Marc,
I am beside myself after Obama’s two-for-one thrashing of the Clintons in South Carolina. My feet hurt after six hours of doing the Barack victory boogie in my living room. I am drinking the Kool-Aid and loving every minute of it.
Marc, I know you have been pretty critical of Obama-philes like me who are gleeful about these victories. You have substantive questions about whether Barack is sufficiently progressive. But I think you are underestimating the transformative power of an enthusiastic and engaged electorate.
I hate being told that optimism, faith and the spirit of a candidate are insufficiently progressive reasons to support Barack. For the entirely of my voting life I have held my nose in the voting booth. I faithfully performed my civic duty, but I wasn’t happy about it. For once, I am actually sad when we lose and happy when we win. I am invested. I feel like a citizen. I don’t think I realized just how disinvested I was, until Barack came along. For me, the wins in Iowa and South Carolina feel like Reconstruction.
Saturday, I watched white South Carolinians chant “Race Doesn’t Matter” and black Southerners assert “Si Se Puede”. You and I are both scholars of race in America. We know personally and intellectually the life-stopping reality of racism in this country. I am not naïve about sisters being infected and brothers being jailed. I get that we are poorer, sicker, less educated and less employed than any other community. I know we lack every resource we need to fight back.
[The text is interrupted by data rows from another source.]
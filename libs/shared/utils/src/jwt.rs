use base64::{engine::general_purpose::URL_SAFE_NO_PAD, Engine};
use chrono::{TimeZone, Utc};
use hmac::{Hmac, Mac};
use sha2::Sha256;
use std::str::FromStr;
use tracing::debug;

use shared_models::auth::{AuthUser, JwtClaims, Role};

type HmacSha256 = Hmac<Sha256>;

pub fn validate_token(token: &str, jwt_secret: &str) -> Result<AuthUser, String> {
    if jwt_secret.is_empty() {
        return Err("JWT secret is not set".to_string());
    }

    let parts: Vec<&str> = token.split('.').collect();
    if parts.len() != 3 {
        return Err("Invalid token format".to_string());
    }

    let header_b64 = parts[0];
    let claims_b64 = parts[1];
    let signature_b64 = parts[2];

    let signature = match URL_SAFE_NO_PAD.decode(signature_b64) {
        Ok(sig) => sig,
        Err(e) => {
            debug!("Failed to decode signature: {}", e);
            return Err("Invalid signature encoding".to_string());
        }
    };

    let signed_payload = format!("{}.{}", header_b64, claims_b64);

    let mut mac = match HmacSha256::new_from_slice(jwt_secret.as_bytes()) {
        Ok(m) => m,
        Err(_) => return Err("Failed to create HMAC".to_string()),
    };

    mac.update(signed_payload.as_bytes());

    if mac.verify_slice(&signature).is_err() {
        debug!("Token signature verification failed");
        return Err("Invalid token signature".to_string());
    }

    let claims_json = match URL_SAFE_NO_PAD.decode(claims_b64) {
        Ok(bytes) => match String::from_utf8(bytes) {
            Ok(json_str) => json_str,
            Err(_) => return Err("Invalid claims encoding".to_string()),
        },
        Err(_) => return Err("Invalid claims encoding".to_string()),
    };

    let claims: JwtClaims = match serde_json::from_str(&claims_json) {
        Ok(c) => c,
        Err(e) => {
            debug!("Failed to parse claims: {}", e);
            return Err("Invalid claims format".to_string());
        }
    };

    if let Some(exp) = claims.exp {
        let now = Utc::now().timestamp() as u64;
        if exp < now {
            debug!("Token expired at {} (now: {})", exp, now);
            return Err("Token expired".to_string());
        }
    }

    // Unknown or missing role never falls back to a privileged default.
    let role = match claims.role.as_deref() {
        Some(raw) => Role::from_str(raw).map_err(|e| format!("Invalid role claim: {e}"))?,
        None => Role::Patient,
    };

    let created_at = claims
        .iat
        .and_then(|timestamp| Utc.timestamp_opt(timestamp as i64, 0).single());

    let user = AuthUser {
        id: claims.sub,
        email: claims.email,
        role,
        created_at,
    };

    debug!("Token validated successfully for user: {}", user.id);
    Ok(user)
}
But one of those resources is hope. We have to believe there is somewhere to go. Every act of black resistance: from uprisings on the slave ship, to escape from the Southern plantation, to sitting at the lunch counter, to refusing the draft has been fueled by a belief that there is something else. Following the North Star doesn’t mean you don’t hear the dogs behind you.
I suspect that the greatest danger of Obama’s massive win among black folks is that it can reinforce the false idea that we are a unitary political bloc lacking meaningful political differences. Marc, you and I have a chance to intervene on this point. This blog is going to be an on-going conversation between us: two progressive, young, African American professors who nonetheless often have very different takes on politics, culture and race. I hope our conversation will not just reproduce journalists and pundits, but that will offer something useful and different.
Melissa
Melissa Harris-Lacewell is Associate Professor of politics and African American Studies at Princeton University.